Noah Wyle Draws Backlash Over $14 Million Horror Movie Remark

Noah Wyle Draws Backlash Over $14 Million Horror Movie Remark

Noah Wyle drew backlash after a clip from his recent Deadline interview with Pete Hammond went viral. In the exchange, the The Pitt star praised some co-stars for heading to Broadway instead of doing “the million dollar horror movie.”

Wyle’s Broadway remark

“I mean, how often do you get an ensemble that the second they get their first breath of freedom, after they get their first breath of fame, go not to do the million dollar horror movie, but go right back to the Broadway stage or go work on their chops as performers?” Wyle said in the interview clip. The line gave critics a clean target: it sounded like a value judgment, not a casual aside.

Some fans read it as a slight toward Shawn Hatosy, who worked with Wyle on ER before joining The Pitt as Dr. Jack Abbot. That reading spread fast because the comment framed Broadway as the better use of fresh fame while the horror film reference landed as the lesser option.

Shawn Hatosy and Ready or Not 2

Hatosy appeared as Titus Danforth in Ready or Not 2: Here I Come, which debuted in theaters in March 2025. The film’s $14 million budget and $42.4 million worldwide gross give the criticism an awkward edge: the role sat inside a commercially visible franchise, not a no-name detour.

Fans who pushed back also pointed to horror’s box-office range. Ready or Not 2 outgrossed Obsession, which has taken in more than its $750,000 budget, while Scream 7 carried a $45 million budget and grossed nearly a quarter of a billion at the box office.

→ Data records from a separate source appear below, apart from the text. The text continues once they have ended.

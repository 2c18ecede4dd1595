// SPDX-FileCopyrightText: 2026 Fedibot Contributors
// SPDX-License-Identifier: MIT OR Apache-2.0

//! Uniform get/put/query/batch-write operations over the sorted
//! composite-key table.
//!
//! Every persisted record is a `(pk, sk)` pair with a JSON payload and an
//! optional expiry. Expired rows are treated as absent on read; a sweep is
//! piggybacked on writes rather than run by a background task, since batch
//! invocations are short-lived.

use chrono::Utc;
use fedibot_core::FedibotError;
use rusqlite::params;
use serde_json::Value;
use tracing::debug;

use crate::database::{map_tr_err, Database};

/// Maximum number of items written per transaction in [`KvStore::batch_write`].
pub const MAX_BATCH_SIZE: usize = 25;

/// A record in the composite-key store.
#[derive(Debug, Clone, PartialEq)]
pub struct KvItem {
    pub pk: String,
    pub sk: String,
    /// JSON payload; shape is owned by the typed store that wrote it.
    pub payload: Value,
    /// Unix seconds after which the record is treated as absent.
    pub expire_at: Option<i64>,
}

/// Thin, untyped store exposing the four primitive operations the typed
/// stores are built on.
pub struct KvStore<'a> {
    db: &'a Database,
}

impl<'a> KvStore<'a> {
    pub fn new(db: &'a Database) -> Self {
        Self { db }
    }

    /// Fetch a single record by full key. Expired records read as `None`.
    pub async fn get(&self, pk: &str, sk: &str) -> Result<Option<KvItem>, FedibotError> {
        let pk = pk.to_string();
        let sk = sk.to_string();
        let now = Utc::now().timestamp();
        let (query_pk, query_sk) = (pk.clone(), sk.clone());
        let row = self
            .db
            .connection()
            .call(move |conn| -> Result<Option<(String, Option<i64>)>, rusqlite::Error> {
                let mut stmt = conn.prepare(
                    "SELECT payload, expire_at FROM kv WHERE pk = ?1 AND sk = ?2",
                )?;
                let result = stmt.query_row(params![query_pk, query_sk], |row| {
                    Ok((row.get::<_, String>(0)?, row.get::<_, Option<i64>>(1)?))
                });
                match result {
                    Ok(found) => Ok(Some(found)),
                    Err(rusqlite::Error::QueryReturnedNoRows) => Ok(None),
                    Err(e) => Err(e),
                }
            })
            .await
            .map_err(map_tr_err)?;

        match row {
            Some((_, Some(expire_at))) if expire_at <= now => Ok(None),
            Some((payload, expire_at)) => {
                let payload = parse_payload(&payload)?;
                Ok(Some(KvItem {
                    pk,
                    sk,
                    payload,
                    expire_at,
                }))
            }
            None => Ok(None),
        }
    }

    /// Write a record unconditionally (last-writer-wins).
    pub async fn put(&self, item: KvItem) -> Result<(), FedibotError> {
        let payload = item.payload.to_string();
        self.db
            .connection()
            .call(move |conn| -> Result<(), rusqlite::Error> {
                conn.execute(
                    "INSERT OR REPLACE INTO kv (pk, sk, payload, expire_at)
                     VALUES (?1, ?2, ?3, ?4)",
                    params![item.pk, item.sk, payload, item.expire_at],
                )?;
                Ok(())
            })
            .await
            .map_err(map_tr_err)
    }

    /// Write a record only if no live record exists at the key.
    ///
    /// Enforced by the primary-key constraint, not a pre-read, so two
    /// concurrent first-time writers cannot both succeed. An expired row
    /// at the key is replaced.
    pub async fn put_if_absent(&self, item: KvItem) -> Result<(), FedibotError> {
        let key = format!("{}/{}", item.pk, item.sk);
        let payload = item.payload.to_string();
        let now = Utc::now().timestamp();
        let result = self
            .db
            .connection()
            .call(move |conn| -> Result<(), rusqlite::Error> {
                conn.execute(
                    "DELETE FROM kv WHERE pk = ?1 AND sk = ?2
                     AND expire_at IS NOT NULL AND expire_at <= ?3",
                    params![item.pk, item.sk, now],
                )?;
                conn.execute(
                    "INSERT OR ABORT INTO kv (pk, sk, payload, expire_at)
                     VALUES (?1, ?2, ?3, ?4)",
                    params![item.pk, item.sk, payload, item.expire_at],
                )?;
                Ok(())
            })
            .await;

        match result {
            Ok(()) => Ok(()),
            Err(e) if is_constraint_violation(&e) => Err(FedibotError::AlreadyExists { key }),
            Err(e) => Err(map_tr_err(e)),
        }
    }

    /// Fetch up to `limit` live records in a partition, ordered by sort key
    /// descending (newest-first for timestamp-keyed partitions).
    pub async fn query_desc(&self, pk: &str, limit: u32) -> Result<Vec<KvItem>, FedibotError> {
        let pk = pk.to_string();
        let now = Utc::now().timestamp();
        let rows = self
            .db
            .connection()
            .call(
                move |conn| -> Result<Vec<(String, String, String, Option<i64>)>, rusqlite::Error> {
                    let mut stmt = conn.prepare(
                        "SELECT pk, sk, payload, expire_at FROM kv
                         WHERE pk = ?1 AND (expire_at IS NULL OR expire_at > ?2)
                         ORDER BY sk DESC LIMIT ?3",
                    )?;
                    let rows = stmt.query_map(params![pk, now, limit], |row| {
                        Ok((row.get(0)?, row.get(1)?, row.get(2)?, row.get(3)?))
                    })?;
                    rows.collect()
                },
            )
            .await
            .map_err(map_tr_err)?;

        rows.into_iter()
            .map(|(pk, sk, payload, expire_at)| {
                Ok(KvItem {
                    pk,
                    sk,
                    payload: parse_payload(&payload)?,
                    expire_at,
                })
            })
            .collect()
    }

    /// Write many records, chunked into transactions of at most
    /// [`MAX_BATCH_SIZE`] items each.
    pub async fn batch_write(&self, items: Vec<KvItem>) -> Result<(), FedibotError> {
        for chunk in items.chunks(MAX_BATCH_SIZE) {
            let chunk: Vec<(String, String, String, Option<i64>)> = chunk
                .iter()
                .map(|item| {
                    (
                        item.pk.clone(),
                        item.sk.clone(),
                        item.payload.to_string(),
                        item.expire_at,
                    )
                })
                .collect();
            let written = chunk.len();
            self.db
                .connection()
                .call(move |conn| -> Result<(), rusqlite::Error> {
                    let tx = conn.transaction()?;
                    for (pk, sk, payload, expire_at) in &chunk {
                        tx.execute(
                            "INSERT OR REPLACE INTO kv (pk, sk, payload, expire_at)
                             VALUES (?1, ?2, ?3, ?4)",
                            params![pk, sk, payload, expire_at],
                        )?;
                    }
                    tx.commit()?;
                    Ok(())
                })
                .await
                .map_err(map_tr_err)?;
            debug!(written, "batch chunk committed");
        }
        Ok(())
    }
}

/// Stored payloads are written by this process; a parse failure is a data
/// corruption signal and surfaces as a fatal store error, never a silent
/// repair.
fn parse_payload(raw: &str) -> Result<Value, FedibotError> {
    serde_json::from_str(raw).map_err(|e| FedibotError::Store {
        source: Box::new(e),
    })
}

fn is_constraint_violation(e: &tokio_rusqlite::Error<rusqlite::Error>) -> bool {
    matches!(
        e,
        tokio_rusqlite::Error::Error(rusqlite::Error::SqliteFailure(inner, _))
            if inner.code == rusqlite::ErrorCode::ConstraintViolation
    )
}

That is why the remark landed as more than a Broadway compliment; it read as a dismissal of a genre that can still return real money.

Horror numbers Wyle skipped

One Twitter user wrote, “im so confused where this pretentiousness is coming from. noah wyle has never been in any broadway production. belittling the horror genre while “complimenting” these actors for the niche, underground, sanctimonious work that is BROADWAY?” Another posted, “it rlly feels like he has this weird superiority complex abt the fact he ‘stuck it out’ on er and didn’t get into movies like his costars LMAOO like”

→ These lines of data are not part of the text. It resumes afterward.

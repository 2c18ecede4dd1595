// SPDX-FileCopyrightText: 2026 Fedibot Contributors
// SPDX-License-Identifier: MIT OR Apache-2.0

//! RFC 5988 `Link` header parsing for Mastodon's cursor pagination.
//!
//! Mastodon returns `Link: <url>; rel="next", <url>; rel="prev"` on list
//! endpoints. Only those two relations are emitted; anything else in the
//! header is ignored.

/// Next/prev page URLs extracted from a `Link` response header.
#[derive(Debug, Clone, Default, PartialEq, Eq)]
pub struct PageLinks {
    pub next: Option<String>,
    pub prev: Option<String>,
}

impl PageLinks {
    /// Parse a raw `Link` header value. Malformed segments are skipped
    /// rather than failing the whole response.
    pub fn parse(header: &str) -> Self {
        let mut links = PageLinks::default();
        for segment in header.split(',') {
            let mut parts = segment.splitn(2, ';');
            let url_part = parts.next().unwrap_or("").trim();
            let rel_part = parts.next().unwrap_or("").trim();

            let Some(url) = url_part.strip_prefix('<').and_then(|u| u.strip_suffix('>')) else {
                continue;
            };
            let Some(rel) = rel_part
                .strip_prefix("rel=\"")
                .and_then(|r| r.strip_suffix('"'))
            else {
                continue;
            };

            match rel {
                "next" => links.next = Some(url.to_string()),
                "prev" => links.prev = Some(url.to_string()),
                _ => {}
            }
        }
        links
    }
}

#[cfg(test)]
mod tests {
    use super::*;

    #[test]
    fn parses_both_relations() {
        let header = r#"<https://m.example/api/v1/notifications?max_id=100>; rel="next", <https://m.example/api/v1/notifications?min_id=200>; rel="prev""#;
        let links = PageLinks::parse(header);
        assert_eq!(
            links.next.as_deref(),
            Some("https://m.example/api/v1/notifications?max_id=100")
        );
        assert_eq!(
            links.prev.as_deref(),
            Some("https://m.example/api/v1/notifications?min_id=200")
        );
    }

    #[test]
    fn single_relation_leaves_other_empty() {
        let links = PageLinks::parse(r#"<https://m.example/x?max_id=5>; rel="next""#);
        assert!(links.next.is_some());
        assert!(links.prev.is_none());
    }

    #[test]
    fn malformed_segments_are_skipped() {
        let links = PageLinks::parse(r#"garbage, <https://m.example/x>; rel="prev""#);
        assert!(links.next.is_none());
        assert_eq!(links.prev.as_deref(), Some("https://m.example/x"));
    }

    #[test]
    fn empty_header_parses_to_default() {
        assert_eq!(PageLinks::parse(""), PageLinks::default());
    }
}
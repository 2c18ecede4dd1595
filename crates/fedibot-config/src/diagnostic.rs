// SPDX-FileCopyrightText: 2026 Fedibot Contributors
// SPDX-License-Identifier: MIT OR Apache-2.0

//! Turns figment deserialization failures into miette diagnostics.
//!
//! Unknown keys get a "did you mean?" suggestion via Jaro-Winkler
//! similarity against the section's valid key set.

use miette::Diagnostic;
use thiserror::Error;

/// Similarity floor below which no correction is suggested.
const SUGGESTION_THRESHOLD: f64 = 0.75;

/// A configuration problem, rendered through miette at startup.
#[derive(Debug, Error, Diagnostic)]
pub enum ConfigError {
    #[error("unknown configuration key `{key}`")]
    #[diagnostic(
        code(fedibot::config::unknown_key),
        help("{}", unknown_key_help(suggestion.as_deref(), valid_keys))
    )]
    UnknownKey {
        key: String,
        /// Closest valid key, when one is similar enough.
        suggestion: Option<String>,
        valid_keys: String,
    },

    #[error("invalid type for key `{key}`: {detail}")]
    #[diagnostic(code(fedibot::config::invalid_type), help("expected {expected}"))]
    InvalidType {
        key: String,
        detail: String,
        expected: String,
    },

    #[error("missing required key `{key}`")]
    #[diagnostic(
        code(fedibot::config::missing_key),
        help("add `{key} = <value>` to your fedibot.toml")
    )]
    MissingKey { key: String },

    #[error("validation error: {message}")]
    #[diagnostic(code(fedibot::config::validation))]
    Validation { message: String },

    #[error("configuration error: {0}")]
    #[diagnostic(code(fedibot::config::other))]
    Other(String),
}

fn unknown_key_help(suggestion: Option<&str>, valid_keys: &str) -> String {
    if let Some(candidate) = suggestion {
        format!("did you mean `{candidate}`? Valid keys: {valid_keys}")
    } else {
        format!("valid keys: {valid_keys}")
    }
}

/// Flatten a `figment::Error` (which can hold several failures) into one
/// `ConfigError` per failure.
pub fn figment_to_config_errors(err: figment::Error) -> Vec<ConfigError> {
    err.into_iter().map(|error| to_config_error(&error)).collect()
}

fn to_config_error(error: &figment::Error) -> ConfigError {
    use figment::error::Kind;

    match &error.kind {
        Kind::UnknownField(field, allowed) => {
            let valid: Vec<&str> = allowed.to_vec();
            ConfigError::UnknownKey {
                key: field.clone(),
                suggestion: suggest_key(field, &valid),
                valid_keys: valid.join(", "),
            }
        }
        Kind::MissingField(field) => ConfigError::MissingKey {
            key: field.clone().into_owned(),
        },
        Kind::InvalidType(actual, expected) => ConfigError::InvalidType {
            key: dotted_path(error),
            detail: format!("found {actual}, expected {expected}"),
            expected: expected.to_string(),
        },
        _ => ConfigError::Other(error.to_string()),
    }
}

fn dotted_path(error: &figment::Error) -> String {
    error
        .path
        .iter()
        .map(|segment| segment.to_string())
        .collect::<Vec<_>>()
        .join(".")
}

/// Pick the valid key most similar to `unknown`, if any clears the
/// threshold.
pub fn suggest_key(unknown: &str, valid_keys: &[&str]) -> Option<String> {
    valid_keys
        .iter()
        .map(|key| (strsim::jaro_winkler(unknown, key), *key))
        .filter(|(score, _)| *score > SUGGESTION_THRESHOLD)
        .max_by(|(a, _), (b, _)| a.total_cmp(b))
        .map(|(_, key)| key.to_string())
}

/// Print every error to stderr through miette's graphical handler.
pub fn render_errors(errors: &[ConfigError]) {
    let handler = miette::GraphicalReportHandler::new();
    for error in errors {
        let mut rendered = String::new();
        match handler.render_report(&mut rendered, error as &dyn Diagnostic) {
            Ok(()) => eprint!("{rendered}"),
            Err(_) => eprintln!("Error: {error}"),
        }
    }
}
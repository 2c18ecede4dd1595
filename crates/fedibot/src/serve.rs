// SPDX-FileCopyrightText: 2026 Fedibot Contributors
// SPDX-License-Identifier: MIT OR Apache-2.0

//! Web entry points for OAuth onboarding.
//!
//! Three routes: `GET /` answers with the agent name, `GET /auth` sends
//! the operator to the instance's consent screen, and `GET /auth/callback`
//! completes the code exchange. Failures never leak detail to the remote
//! caller; they are logged and answered with a redirect to `/`.

use std::sync::Arc;

use axum::extract::{Query, State};
use axum::response::{IntoResponse, Redirect, Response};
use axum::routing::get;
use axum::Router;
use fedibot_core::FedibotError;
use fedibot_engine::AuthFlow;
use serde::Deserialize;
use tracing::{error, info, warn};

#[derive(Clone)]
pub struct ServeState {
    pub auth: Arc<AuthFlow>,
    pub agent_name: String,
    pub redirect_uri: String,
}

pub fn router(state: ServeState) -> Router {
    Router::new()
        .route("/", get(root))
        .route("/auth", get(auth_start))
        .route("/auth/callback", get(auth_callback))
        .with_state(state)
}

/// Serve the onboarding routes until the process is stopped.
pub async fn run(state: ServeState, host: &str, port: u16) -> Result<(), FedibotError> {
    let app = router(state);
    let listener = tokio::net::TcpListener::bind((host, port))
        .await
        .map_err(|e| FedibotError::Internal(format!("failed to bind {host}:{port}: {e}")))?;
    info!(host, port, "serving auth entry points");
    axum::serve(listener, app)
        .await
        .map_err(|e| FedibotError::Internal(format!("server error: {e}")))
}

async fn root(State(state): State<ServeState>) -> String {
    state.agent_name.clone()
}

async fn auth_start(State(state): State<ServeState>) -> Response {
    match state.auth.authorize_start(&state.redirect_uri).await {
        Ok(url) => Redirect::temporary(&url).into_response(),
        Err(FedibotError::TokenAlreadyExists) => {
            warn!("authorization requested but onboarding is already complete");
            Redirect::temporary("/").into_response()
        }
        Err(e) => {
            error!(error = %e, "authorization start failed");
            Redirect::temporary("/").into_response()
        }
    }
}

#[derive(Debug, Deserialize)]
struct CallbackParams {
    code: Option<String>,
}

async fn auth_callback(
    State(state): State<ServeState>,
    Query(params): Query<CallbackParams>,
) -> Response {
    let Some(code) = params.code else {
        warn!("callback hit without a code parameter");
        return Redirect::temporary("/").into_response();
    };

    match state.auth.create_token(&code, &state.redirect_uri).await {
        Ok(_) => "success".into_response(),
        Err(e) => {
            error!(error = %e, "token exchange failed");
            Redirect::temporary("/").into_response()
        }
    }
}

#[cfg(test)]
mod tests {
    use super::*;
    use axum::http::{header, StatusCode};
    use fedibot_core::{AccessToken, AppRegistration, Credentials, NewStatus, Notification, SinceQuery, SocialApi, Status};
    use fedibot_store::{AppStore, Database, TokenStore};

    struct StubApi;

    #[async_trait::async_trait]
    impl SocialApi for StubApi {
        async fn register_app(&self, _: &str) -> Result<AppRegistration, FedibotError> {
            Ok(AppRegistration {
                client_id: "cid".into(),
                client_secret: "secret".into(),
                id: None,
                name: None,
                redirect_uri: None,
                vapid_key: None,
                website: None,
            })
        }

        fn authorize_url(&self, app: &AppRegistration, redirect_uri: &str) -> String {
            format!("https://m.example/oauth/authorize?client_id={}&redirect_uri={redirect_uri}", app.client_id)
        }

        async fn obtain_token(
            &self,
            _: &AppRegistration,
            _: &str,
            _: &str,
        ) -> Result<AccessToken, FedibotError> {
            Ok(AccessToken {
                access_token: "fresh".into(),
                token_type: "Bearer".into(),
                scope: "read write follow".into(),
                created_at: None,
            })
        }

        async fn verify_credentials(&self, _: &AccessToken) -> Result<Credentials, FedibotError> {
            unimplemented!("not used by the web entry points")
        }

        async fn notifications(
            &self,
            _: &AccessToken,
            _: &SinceQuery,
        ) -> Result<Vec<Notification>, FedibotError> {
            unimplemented!("not used by the web entry points")
        }

        async fn home_timeline(
            &self,
            _: &AccessToken,
            _: &SinceQuery,
        ) -> Result<Vec<Status>, FedibotError> {
            unimplemented!("not used by the web entry points")
        }

        async fn status(&self, _: &AccessToken, _: &str) -> Result<Status, FedibotError> {
            unimplemented!("not used by the web entry points")
        }

        async fn post_status(&self, _: &AccessToken, _: &NewStatus) -> Result<Status, FedibotError> {
            unimplemented!("not used by the web entry points")
        }

        async fn follow(&self, _: &AccessToken, _: &str) -> Result<(), FedibotError> {
            unimplemented!("not used by the web entry points")
        }

        async fn favourite(&self, _: &AccessToken, _: &str) -> Result<(), FedibotError> {
            unimplemented!("not used by the web entry points")
        }
    }

    async fn state() -> ServeState {
        let db = Arc::new(Database::open_in_memory().await.unwrap());
        let auth = AuthFlow::new(
            Arc::new(StubApi),
            AppStore::new(Arc::clone(&db), "m.example"),
            TokenStore::new(db, "m.example"),
        );
        ServeState {
            auth: Arc::new(auth),
            agent_name: "luna".into(),
            redirect_uri: "https://bot.example/auth/callback".into(),
        }
    }

    fn location(response: &Response) -> Option<String> {
        response
            .headers()
            .get(header::LOCATION)
            .and_then(|v| v.to_str().ok())
            .map(String::from)
    }

    #[tokio::test]
    async fn root_answers_with_agent_name() {
        let body = root(State(state().await)).await;
        assert_eq!(body, "luna");
    }

    #[tokio::test]
    async fn auth_redirects_to_consent_screen() {
        let response = auth_start(State(state().await)).await;
        assert_eq!(response.status(), StatusCode::TEMPORARY_REDIRECT);
        let target = location(&response).unwrap();
        assert!(target.starts_with("https://m.example/oauth/authorize"));
    }

    #[tokio::test]
    async fn completed_onboarding_redirects_home() {
        let state = state().await;
        state
            .auth
            .create_token("code", &state.redirect_uri)
            .await
            .ok();
        // App is missing, so seed it first and exchange for real.
        state.auth.authorize_start(&state.redirect_uri).await.ok();
        state
            .auth
            .create_token("code", &state.redirect_uri)
            .await
            .unwrap();

        let response = auth_start(State(state.clone())).await;
        assert_eq!(response.status(), StatusCode::TEMPORARY_REDIRECT);
        assert_eq!(location(&response).as_deref(), Some("/"));
    }

    #[tokio::test]
    async fn callback_exchanges_code_for_success() {
        let state = state().await;
        state.auth.authorize_start(&state.redirect_uri).await.unwrap();

        let response = auth_callback(
            State(state),
            Query(CallbackParams {
                code: Some("one-time".into()),
            }),
        )
        .await;
        assert_eq!(response.status(), StatusCode::OK);
    }

    #[tokio::test]
    async fn callback_without_code_redirects_home() {
        let response = auth_callback(State(state().await), Query(CallbackParams { code: None })).await;
        assert_eq!(response.status(), StatusCode::TEMPORARY_REDIRECT);
        assert_eq!(location(&response).as_deref(), Some("/"));
    }

    #[tokio::test]
    async fn callback_failure_hides_detail() {
        // No app registration stored: the exchange fails with AppNotFound,
        // but the caller only sees a redirect.
        let response = auth_callback(
            State(state().await),
            Query(CallbackParams {
                code: Some("one-time".into()),
            }),
        )
        .await;
        assert_eq!(response.status(), StatusCode::TEMPORARY_REDIRECT);
        assert_eq!(location(&response).as_deref(), Some("/"));
    }
}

Another response went straight at the film reference: “noah wyle shading shawn hatosy for doing a “million dollar horror movie” and the film in question is Ready or Not 2. really girl that’s an issue for you.” The criticism now sits on two tracks at once — Wyle’s phrasing and the box-office math behind the genre he seemed to minimize.

For Wyle, the practical fallout is already clear: a compliment about stage work became a fight about genre value and career hierarchy. If he wanted to praise ambition, he picked a line that sounded like he was ranking Broadway above a $42.4 million horror release.